The Invention of Economic Jurisprudence
From Jhering to Posner
DOI:
https://doi.org/10.25365/vlr-2021-5-1-82Keywords:
Economic Jurisprudence, Rudolph von Jhering, Friedrich August von Hayek, Richard PosnerAbstract
In the wake of American law & economics, some well accomplished monographs on economic jurisprudence have been written, some of which also include its historical foundations. However, I am not aware of any that attempt to trace the origin of jurisprudence’s economization in modern private legal thought itself and to develop it from there along its own normative claims and intrinsic tensions. This, admittedly in a very abstract way, is the claim to originality of my dissertation project “The invention of economic jurisprudence – From Jhering to Posner” of which this paper shall provide an accentuated account. This requires further substantiation and clarification of the terms and intentions that are at stake here.

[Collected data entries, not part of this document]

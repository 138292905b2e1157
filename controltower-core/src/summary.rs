//! Per-project health tallies over key metric categories

use crate::catalog::{self, MetricCategory, MetricDefinition};
use crate::health::{Health, ThresholdRules};
use crate::project::Project;
use serde::{Deserialize, Serialize};

/// Categories summarized when no others are configured
pub const KEY_CATEGORIES: [MetricCategory; 5] = [
    MetricCategory::Survival,
    MetricCategory::Revenue,
    MetricCategory::Profitability,
    MetricCategory::Retention,
    MetricCategory::CustomerValue,
];

#[derive(Debug, Clone, Copy, Default, PartialEq, Eq, Serialize, Deserialize)]
pub struct HealthSummary {
    pub healthy: usize,
    pub warning: usize,
    pub critical: usize,
}

impl HealthSummary {
    pub fn record(&mut self, health: Health) {
        match health {
            Health::Healthy => self.healthy += 1,
            Health::Warning => self.warning += 1,
            Health::Critical => self.critical += 1,
        }
    }

    pub fn total(&self) -> usize {
        self.healthy + self.warning + self.critical
    }

    /// Most severe tier present, if any metric was counted
    pub fn worst(&self) -> Option<Health> {
        if self.critical > 0 {
            Some(Health::Critical)
        } else if self.warning > 0 {
            Some(Health::Warning)
        } else if self.healthy > 0 {
            Some(Health::Healthy)
        } else {
            None
        }
    }
}

/// Catalogued metrics in `categories` that carry a non-zero value
pub fn key_metrics<'a>(
    project: &'a Project,
    categories: &'a [MetricCategory],
) -> impl Iterator<Item = &'static MetricDefinition> + 'a {
    catalog::definitions()
        .iter()
        .filter(move |d| categories.contains(&d.category) && project.metric(d.key) != 0.0)
}

/// Tally the health of a project's key metrics
///
/// Zero values are unset, not readings, so they are left out of the tally.
pub fn summarize(
    project: &Project,
    rules: &ThresholdRules,
    categories: &[MetricCategory],
) -> HealthSummary {
    let mut summary = HealthSummary::default();
    for def in key_metrics(project, categories) {
        summary.record(rules.classify(def.key, project.metric(def.key)));
    }
    summary
}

By “invention” I mean a multi-stage transformation that takes private law from conceptual rationality and the postulate of freedom and equality to economic logic. Private law thereby becomes, according to my thesis, for itself what it has been in itself. Accordingly, in Savigny's time, autonomous private jurisprudence inspired by Kant and Locke may still have aimed at the establishment of a state-free sphere between the free and the equal, and thus may have functioned as a fundamental rights equivalent. But at the same time, it was already interwoven with economic purposes, with the fulfillment of the needs of “life” and trade, as Jhering, who at that time still thought in terms of legal concepts, put it. By the “postconceptual” Jhering of the 1860s onward and later with Hayek’s theory of law and law & economics, these objectives become clearer and finally emerge as the decisive ones. They lead private law to economic efficiency and maximization as its actual core content.